Organizaitons in the Bajo Lempa, however, came together and formed the Inter-Institutional Roundtable, and issued a press release on November 11, 2011 stating, “We demand to know the CEL’s plan for managing the release of water from the dam and the environmental impact study in order to coordinate the agricultural production cycles and manage risks, and to prioritize life and the protection of the inhabitants of the communities.”

In addition to the flooding, the local population reports several other impacts of climate change, including higher temperatures, droughts, extinction of species, increase of disease, and salinzation of soil and water sources due to increased sea levels. The Association of the United Communities for Economic and Social Development of the Bajo Lempa (ACUDESBAL) declared that communities in the Bajo Lempa are strongly feeling the affects of climate change, and that it has increased food insecurity and made poverty worse.

These problems increase as the levels of consumption and the concentration of greenhouse gases in the atmosphere continue to rise. The IPCC says that if CO2 in the atmosphere reaches 450 ppm, average temperatures will rise 2 degrees. Such a rise in temperatures will cause catastrophic climate events.

For El Salvador projections indicate an increase in the temperature between 0.8 and 1.1 degrees by the year 2020. Some of the expected impacts in the Bjao Lempa are:

–       Public health problems

–       Shortage of potable water and species of plants and animals

–       Contamination of wells and salinization of bodies of water,

–       Degradation of agricultural lands and decrease in their productivity

–       Loss of domestic animals and livestock

–       Local drainage systems will fill with sediment and collapse

–       Failure of other existing flood prevention systems, among them roads, paths, and bridges

The affected communities are already taking steps to prevent these impacts before they happen. Concepción Martínez, a historic leader of Comunidad Octavio Ortiz, recently stated, “We believe that in confronting climate change, the only viable option is to fight for our survival.”
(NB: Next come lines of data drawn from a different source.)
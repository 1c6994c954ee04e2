use async_trait::async_trait;
use thiserror::Error;

/// Multipart payload for a single submission attempt.
#[derive(Debug, Clone)]
pub struct SubmitPayload {
    pub title: String,
    pub author: String,
    pub isbn: String,
    pub genre: String,
    pub available_copies: String,
    pub image_name: String,
    pub image_bytes: Vec<u8>,
}

/// A response that reached the client, successful or not.
#[derive(Debug, Clone, PartialEq, Eq)]
pub enum SubmitOutcome {
    Created {
        message: String,
        book_id: Option<String>,
    },
    /// Rejected with the server's `error` code, when one was parseable.
    Rejected { code: Option<String> },
}

/// No response was received at all.
#[derive(Debug, Error)]
#[error("no response received: {message}")]
pub struct TransportError {
    pub message: String,
}

/// Network seam of the form controller. Production code uses
/// [`HttpTransport`]; tests substitute a stub that records calls.
#[async_trait]
pub trait Transport: Send + Sync {
    async fn submit(&self, payload: &SubmitPayload) -> Result<SubmitOutcome, TransportError>;
}

#[async_trait]
impl<T: Transport + ?Sized> Transport for std::sync::Arc<T> {
    async fn submit(&self, payload: &SubmitPayload) -> Result<SubmitOutcome, TransportError> {
        (**self).submit(payload).await
    }
}

/// Submits the form to the `/addBook` endpoint over HTTP.
pub struct HttpTransport {
    client: reqwest::Client,
    endpoint: String,
}

impl HttpTransport {
    /// `endpoint` is the full URL of the add-book route,
    /// e.g. `http://localhost:5500/addBook`.
    pub fn new(endpoint: impl Into<String>) -> Self {
        Self {
            client: reqwest::Client::new(),
            endpoint: endpoint.into(),
        }
    }
}

#[async_trait]
impl Transport for HttpTransport {
    async fn submit(&self, payload: &SubmitPayload) -> Result<SubmitOutcome, TransportError> {
        let form = reqwest::multipart::Form::new()
            .text("title", payload.title.clone())
            .text("author", payload.author.clone())
            .text("isbn", payload.isbn.clone())
            .text("genre", payload.genre.clone())
            .text("availableCopies", payload.available_copies.clone())
            .part(
                "image",
                reqwest::multipart::Part::bytes(payload.image_bytes.clone())
                    .file_name(payload.image_name.clone()),
            );

        let response = self
            .client
            .post(&self.endpoint)
            .multipart(form)
            .send()
            .await
            .map_err(|err| {
                tracing::warn!(error = %err, "add-book request failed to send");
                TransportError {
                    message: err.to_string(),
                }
            })?;

        let status = response.status();
        let body: serde_json::Value = response.json().await.unwrap_or_default();

        if status.is_success() {
            Ok(SubmitOutcome::Created {
                message: body["message"].as_str().unwrap_or_default().to_string(),
                book_id: body["bookId"].as_str().map(str::to_string),
            })
        } else {
            Ok(SubmitOutcome::Rejected {
                code: body["error"].as_str().map(str::to_string),
            })
        }
    }
}
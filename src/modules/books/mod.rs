pub mod models;
pub mod repository;
pub mod routes;

use async_trait::async_trait;
use axum::routing::{get, post};
use axum::Router;

use booktrack_kernel::{AppContext, Migration, Module};

/// Books module: the add-book submission endpoint and catalog listing.
pub struct BooksModule;

impl BooksModule {
    pub const fn new() -> Self {
        Self
    }
}

#[async_trait]
impl Module for BooksModule {
    fn name(&self) -> &'static str {
        "books"
    }

    // The add-book wire contract predates the module layout: browser
    // clients post to /addBook at the root, not under /api/books.
    fn mount_path(&self) -> String {
        "/".to_string()
    }

    async fn init(&self, ctx: &AppContext) -> anyhow::Result<()> {
        tracing::info!(
            module = self.name(),
            environment = ?ctx.settings().environment,
            assets_dir = %ctx.assets_dir().display(),
            "books module initialized"
        );
        Ok(())
    }

    fn routes(&self, ctx: &AppContext) -> Router {
        Router::new()
            .route("/addBook", post(routes::add_book))
            .route("/books", get(routes::list_books))
            .with_state(ctx.clone())
    }

    fn openapi(&self) -> Option<serde_json::Value> {
        Some(serde_json::json!({
            "paths": {
                "/addBook": {
                    "post": {
                        "summary": "Add a book to the catalog",
                        "tags": ["Books"],
                        "requestBody": {
                            "required": true,
                            "content": {
                                "multipart/form-data": {
                                    "schema": {
                                        "$ref": "#/components/schemas/AddBookForm"
                                    }
                                }
                            }
                        },
                        "responses": {
                            "201": {
                                "description": "Book created",
                                "content": {
                                    "application/json": {
                                        "schema": {
                                            "$ref": "#/components/schemas/AddBookResponse"
                                        }
                                    }
                                }
                            },
                            "400": {
                                "description": "Validation failure or duplicate title/ISBN",
                                "content": {
                                    "application/json": {
                                        "schema": {
                                            "$ref": "#/components/schemas/ErrorResponse"
                                        }
                                    }
                                }
                            },
                            "500": {
                                "description": "Persistence failure",
                                "content": {
                                    "application/json": {
                                        "schema": {
                                            "$ref": "#/components/schemas/ErrorResponse"
                                        }
                                    }
                                }
                            }
                        }
                    }
                },
                "/books": {
                    "get": {
                        "summary": "List books",
                        "tags": ["Books"],
                        "responses": {
                            "200": {
                                "description": "List of books",
                                "content": {
                                    "application/json": {
                                        "schema": {
                                            "type": "array",
                                            "items": {
                                                "$ref": "#/components/schemas/Book"
                                            }
                                        }
                                    }
                                }
                            },
                            "500": {
                                "description": "Internal server error",
                                "content": {
                                    "application/json": {
                                        "schema": {
                                            "$ref": "#/components/schemas/ErrorResponse"
                                        }
                                    }
                                }
                            }
                        }
                    }
                }
            },
            "components": {
                "schemas": {
                    "Book": {
                        "type": "object",
                        "properties": {
                            "id": {
                                "type": "string",
                                "description": "Unique identifier for the book"
                            },
                            "title": {
                                "type": "string",
                                "description": "Title of the book, unique across the catalog"
                            },
                            "author": {
                                "type": "string",
                                "description": "Author of the book"
                            },
                            "isbn": {
                                "type": "string",
                                "description": "13-digit ISBN, unique across the catalog"
                            },
                            "genre": {
                                "type": "string",
                                "description": "Catalog genre"
                            },
                            "available_copies": {
                                "type": "integer",
                                "description": "Number of copies available"
                            },
                            "image_path": {
                                "type": "string",
                                "description": "Stored cover image asset"
                            },
                            "created_at": {
                                "type": "string",
                                "description": "Creation timestamp"
                            }
                        },
                        "required": ["id", "title", "author", "isbn", "genre", "available_copies", "image_path"]
                    },
                    "AddBookForm": {
                        "type": "object",
                        "properties": {
                            "title": { "type": "string", "maxLength": 100 },
                            "author": { "type": "string", "maxLength": 150 },
                            "isbn": { "type": "string", "pattern": "^\\d{13}$" },
                            "genre": {
                                "type": "string",
                                "enum": ["Fiction", "Non-Fiction", "Biography", "Drama", "Science Fiction"]
                            },
                            "availableCopies": { "type": "string" },
                            "image": { "type": "string", "format": "binary" }
                        },
                        "required": ["title", "author", "isbn", "genre", "availableCopies", "image"]
                    },
                    "AddBookResponse": {
                        "type": "object",
                        "properties": {
                            "message": { "type": "string" },
                            "bookId": { "type": "string" }
                        },
                        "required": ["message", "bookId"]
                    }
                }
            }
        }))
    }

    fn migrations(&self) -> Vec<Migration> {
        vec![Migration {
            id: "001_init",
            up: r#"
                CREATE TABLE books (
                    id TEXT PRIMARY KEY,
                    title TEXT NOT NULL,
                    author TEXT NOT NULL,
                    isbn TEXT NOT NULL,
                    genre TEXT NOT NULL,
                    available_copies INTEGER NOT NULL CHECK (available_copies >= 0),
                    image_path TEXT NOT NULL,
                    created_at TIMESTAMP NOT NULL DEFAULT CURRENT_TIMESTAMP
                );
                CREATE UNIQUE INDEX books_title_unique ON books (title);
                CREATE UNIQUE INDEX books_isbn_unique ON books (isbn);
                "#,
        }]
    }

    async fn start(&self, _ctx: &AppContext) -> anyhow::Result<()> {
        tracing::info!(module = self.name(), "books module started");
        Ok(())
    }

    async fn stop(&self) -> anyhow::Result<()> {
        tracing::info!(module = self.name(), "books module stopped");
        Ok(())
    }
}

/// Create a new instance of the books module
pub fn create_module() -> std::sync::Arc<dyn Module> {
    std::sync::Arc::new(BooksModule::new())
}
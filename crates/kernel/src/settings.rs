use std::path::PathBuf;

use anyhow::{anyhow, Context};
use serde::Deserialize;

const DEFAULT_ENV: &str = "local";
const ENV_VAR_NAME: &str = "BOOKTRACK_ENV";
const CONFIG_DIR_ENV: &str = "BOOKTRACK_CONFIG_DIR";

/// Deployment environment the application is running in.
#[derive(Debug, Clone, Deserialize, PartialEq, Eq, Default)]
#[serde(rename_all = "lowercase")]
pub enum Environment {
    #[default]
    Local,
    Staging,
    Production,
}

/// Top-level configuration structure loaded from layered sources.
#[derive(Debug, Clone, Deserialize, Default)]
pub struct Settings {
    #[serde(default)]
    pub environment: Environment,
    #[serde(default)]
    pub server: ServerSettings,
    #[serde(default)]
    pub database: DatabaseSettings,
    #[serde(default)]
    pub storage: StorageSettings,
    #[serde(default)]
    pub telemetry: TelemetrySettings,
}

impl Settings {
    /// Load configuration by layering `.env`, base file, and environment overlay.
    pub fn load() -> anyhow::Result<Self> {
        // Allow missing `.env` files without failing.
        let _ = dotenvy::dotenv();

        let environment = std::env::var(ENV_VAR_NAME).unwrap_or_else(|_| DEFAULT_ENV.to_string());
        let config_dir = std::env::var(CONFIG_DIR_ENV)
            .map(PathBuf::from)
            .unwrap_or_else(|_| {
                // Default to repo root `config` directory.
                std::env::current_dir()
                    .map(|cwd| cwd.join("config"))
                    .expect("unable to resolve current directory")
            });

        let base_path = config_dir.join("base.toml");
        let environment_filename = format!("{}.toml", environment);
        let environment_path = config_dir.join(environment_filename);

        let builder = config::Config::builder()
            .add_source(config::File::from(base_path).required(false))
            .add_source(config::File::from(environment_path).required(false))
            .add_source(config::Environment::with_prefix("BOOKTRACK").separator("_"));

        let cfg = builder
            .build()
            .with_context(|| "failed to build configuration")?;

        let mut settings: Settings = cfg
            .try_deserialize()
            .with_context(|| "failed to deserialize configuration")?;

        // Override environment field with parsed enum variant.
        settings.environment = match environment.as_str() {
            "local" => Environment::Local,
            "staging" => Environment::Staging,
            "production" => Environment::Production,
            other => {
                return Err(anyhow!(
                    "unsupported environment '{}'; expected local/staging/production",
                    other
                ));
            }
        };

        Ok(settings)
    }
}

#[derive(Debug, Clone, Deserialize)]
pub struct ServerSettings {
    #[serde(default = "ServerSettings::default_host")]
    pub host: String,
    #[serde(default = "ServerSettings::default_port")]
    pub port: u16,
    #[serde(default = "ServerSettings::default_request_timeout_ms")]
    pub request_timeout_ms: u64,
}

impl ServerSettings {
    fn default_host() -> String {
        "0.0.0.0".to_string()
    }

    fn default_port() -> u16 {
        5500
    }

    fn default_request_timeout_ms() -> u64 {
        15000
    }
}

impl Default for ServerSettings {
    fn default() -> Self {
        Self {
            host: Self::default_host(),
            port: Self::default_port(),
            request_timeout_ms: Self::default_request_timeout_ms(),
        }
    }
}

#[derive(Debug, Clone, Deserialize)]
pub struct DatabaseSettings {
    #[serde(default = "DatabaseSettings::default_url")]
    pub url: String,
    #[serde(default = "DatabaseSettings::default_max_connections")]
    pub max_connections: u32,
}

impl DatabaseSettings {
    fn default_url() -> String {
        "sqlite://booktrack.db".to_string()
    }

    fn default_max_connections() -> u32 {
        5
    }
}

impl Default for DatabaseSettings {
    fn default() -> Self {
        Self {
            url: Self::default_url(),
            max_connections: Self::default_max_connections(),
        }
    }
}

#[derive(Debug, Clone, Deserialize)]
pub struct StorageSettings {
    #[serde(default = "StorageSettings::default_assets_dir")]
    pub assets_dir: PathBuf,
}

impl StorageSettings {
    fn default_assets_dir() -> PathBuf {
        PathBuf::from("assets/images")
    }
}

impl Default for StorageSettings {
    fn default() -> Self {
        Self {
            assets_dir: Self::default_assets_dir(),
        }
    }
}

#[derive(Debug, Clone, Deserialize, Default)]
pub struct TelemetrySettings {
    #[serde(default)]
    pub log_format: LogFormat,
}

#[derive(Debug, Clone, Deserialize, PartialEq, Eq, Default)]
#[serde(rename_all = "lowercase")]
pub enum LogFormat {
    #[default]
    Pretty,
    Json,
}

#[cfg(test)]
mod tests {
    use super::*;

    #[test]
    fn default_environment_is_local() {
        let settings = Settings::default();
        assert_eq!(settings.environment, Environment::Local);
    }

    #[test]
    fn default_server_port_is_5500() {
        let settings = Settings::default();
        assert_eq!(settings.server.port, 5500);
    }

    #[test]
    fn default_database_url_is_sqlite_file() {
        let settings = Settings::default();
        assert_eq!(settings.database.url, "sqlite://booktrack.db");
    }

    #[test]
    fn default_assets_dir_is_relative() {
        let settings = Settings::default();
        assert!(settings.storage.assets_dir.is_relative());
    }
}
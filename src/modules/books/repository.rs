use sqlx::SqlitePool;

use booktrack_http::error::ApiError;

use super::models::{Book, NewBook};

/// Data access for the `books` table.
pub struct BookRepository {
    pool: SqlitePool,
}

impl BookRepository {
    pub fn new(pool: SqlitePool) -> Self {
        Self { pool }
    }

    pub async fn title_exists(&self, title: &str) -> Result<bool, ApiError> {
        let exists: bool =
            sqlx::query_scalar("SELECT EXISTS(SELECT 1 FROM books WHERE title = ?)")
                .bind(title)
                .fetch_one(&self.pool)
                .await?;
        Ok(exists)
    }

    pub async fn isbn_exists(&self, isbn: &str) -> Result<bool, ApiError> {
        let exists: bool = sqlx::query_scalar("SELECT EXISTS(SELECT 1 FROM books WHERE isbn = ?)")
            .bind(isbn)
            .fetch_one(&self.pool)
            .await?;
        Ok(exists)
    }

    /// Insert a new record. The UNIQUE indexes are the authoritative
    /// uniqueness guard; a violation that raced past the pre-checks is
    /// translated back into the same duplicate error codes.
    pub async fn insert(&self, id: &str, book: &NewBook, image_path: &str) -> Result<(), ApiError> {
        let result = sqlx::query(
            r#"
            INSERT INTO books (id, title, author, isbn, genre, available_copies, image_path)
            VALUES (?, ?, ?, ?, ?, ?, ?)
            "#,
        )
        .bind(id)
        .bind(&book.title)
        .bind(&book.author)
        .bind(&book.isbn)
        .bind(book.genre.as_str())
        .bind(book.available_copies)
        .bind(image_path)
        .execute(&self.pool)
        .await;

        match result {
            Ok(_) => Ok(()),
            Err(err) => Err(translate_insert_error(err)),
        }
    }

    pub async fn list(&self) -> Result<Vec<Book>, ApiError> {
        let books = sqlx::query_as::<_, Book>(
            r#"
            SELECT id, title, author, isbn, genre, available_copies, image_path, created_at
            FROM books
            ORDER BY created_at, title
            "#,
        )
        .fetch_all(&self.pool)
        .await?;
        Ok(books)
    }
}

fn translate_insert_error(err: sqlx::Error) -> ApiError {
    if let Some(db_err) = err.as_database_error() {
        let message = db_err.message();
        if message.contains("UNIQUE constraint failed") {
            if message.contains("books.title") {
                return ApiError::TitleExists;
            }
            if message.contains("books.isbn") {
                return ApiError::IsbnExists;
            }
        }
    }
    ApiError::Persistence(anyhow::Error::new(err))
}

#[cfg(test)]
mod tests {
    use super::*;
    use crate::modules::books::models::{Genre, ImageUpload};
    use crate::modules::books::BooksModule;
    use booktrack_kernel::Module;

    async fn test_pool() -> SqlitePool {
        let pool = SqlitePool::connect("sqlite::memory:").await.unwrap();
        let migrations = BooksModule::new()
            .migrations()
            .into_iter()
            .map(|m| ("books".to_string(), m))
            .collect();
        booktrack_db::run_migrations(&pool, migrations).await.unwrap();
        pool
    }

    fn sample_book(title: &str, isbn: &str) -> NewBook {
        NewBook {
            title: title.to_string(),
            author: "Valid Author".to_string(),
            isbn: isbn.to_string(),
            genre: Genre::Fiction,
            available_copies: 5,
            image: ImageUpload {
                filename: "cover.jpg".to_string(),
                bytes: vec![0u8; 16],
            },
        }
    }

    #[tokio::test]
    async fn insert_then_lookup_round_trips() {
        let repo = BookRepository::new(test_pool().await);
        let book = sample_book("Dune", "9781234567890");

        repo.insert("id-1", &book, "id-1.jpg").await.unwrap();

        assert!(repo.title_exists("Dune").await.unwrap());
        assert!(repo.isbn_exists("9781234567890").await.unwrap());
        assert!(!repo.title_exists("Other").await.unwrap());

        let books = repo.list().await.unwrap();
        assert_eq!(books.len(), 1);
        assert_eq!(books[0].title, "Dune");
        assert_eq!(books[0].image_path, "id-1.jpg");
    }

    #[tokio::test]
    async fn duplicate_title_violation_maps_to_title_exists() {
        let repo = BookRepository::new(test_pool().await);
        repo.insert("id-1", &sample_book("Dune", "9781234567890"), "a.jpg")
            .await
            .unwrap();

        let err = repo
            .insert("id-2", &sample_book("Dune", "9999999999999"), "b.jpg")
            .await
            .unwrap_err();
        assert!(matches!(err, ApiError::TitleExists));
    }

    #[tokio::test]
    async fn duplicate_isbn_violation_maps_to_isbn_exists() {
        let repo = BookRepository::new(test_pool().await);
        repo.insert("id-1", &sample_book("Dune", "9781234567890"), "a.jpg")
            .await
            .unwrap();

        let err = repo
            .insert("id-2", &sample_book("Dune Messiah", "9781234567890"), "b.jpg")
            .await
            .unwrap_err();
        assert!(matches!(err, ApiError::IsbnExists));
    }
}
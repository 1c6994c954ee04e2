//! SQLite connection pool factory and module-driven migration runner.

use std::str::FromStr;

use anyhow::Context;
use sqlx::sqlite::{SqliteConnectOptions, SqlitePoolOptions};
use sqlx::SqlitePool;

use booktrack_kernel::module::Migration;
use booktrack_kernel::settings::DatabaseSettings;

/// Open a connection pool against the configured SQLite database,
/// creating the database file when it does not exist yet.
pub async fn connect(settings: &DatabaseSettings) -> anyhow::Result<SqlitePool> {
    let options = SqliteConnectOptions::from_str(&settings.url)
        .with_context(|| format!("invalid database url '{}'", settings.url))?
        .create_if_missing(true)
        .foreign_keys(true);

    let pool = SqlitePoolOptions::new()
        .max_connections(settings.max_connections)
        .connect_with(options)
        .await
        .with_context(|| "failed to open database pool")?;

    tracing::info!(url = %settings.url, "database pool ready");

    Ok(pool)
}

/// Apply migrations collected from the module registry, tracking applied
/// ids in a `schema_migrations` table so reruns are no-ops.
pub async fn run_migrations(
    pool: &SqlitePool,
    migrations: Vec<(String, Migration)>,
) -> anyhow::Result<()> {
    sqlx::query(
        r#"
        CREATE TABLE IF NOT EXISTS schema_migrations (
            module TEXT NOT NULL,
            migration_id TEXT NOT NULL,
            applied_at TIMESTAMP NOT NULL DEFAULT CURRENT_TIMESTAMP,
            PRIMARY KEY (module, migration_id)
        )
        "#,
    )
    .execute(pool)
    .await
    .with_context(|| "failed to create schema_migrations table")?;

    for (module, migration) in migrations {
        let applied: bool = sqlx::query_scalar(
            "SELECT EXISTS(SELECT 1 FROM schema_migrations WHERE module = ? AND migration_id = ?)",
        )
        .bind(&module)
        .bind(migration.id)
        .fetch_one(pool)
        .await?;

        if applied {
            continue;
        }

        tracing::info!(module = %module, migration = migration.id, "applying migration");

        // SQLite executes one statement per call; migration scripts may
        // carry several.
        for statement in migration.up.split(';') {
            let statement = statement.trim();
            if statement.is_empty() {
                continue;
            }
            sqlx::query(statement).execute(pool).await.with_context(|| {
                format!("migration '{}/{}' failed", module, migration.id)
            })?;
        }

        sqlx::query("INSERT INTO schema_migrations (module, migration_id) VALUES (?, ?)")
            .bind(&module)
            .bind(migration.id)
            .execute(pool)
            .await?;
    }

    Ok(())
}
A resolution adopted by various communities states, “we meet under the heat in La Canoa (another name for Comunidad Octavio Ortiz), to analyze the impacts of climate change that we are experiencing in the form of floods and droughts, but also in the form of the voracity of the transnational businesses and governments that do not respect the cycles of life.

In this occasion we (communities in the Bajo Lempa) express:

“We commit to watch and demand that government policies confront climate change, and we demand they listen and include the opinions and proposals from the communities and civic organizations when forming these policies… to survive and maintain hope that another Bajo Lempa is possible.”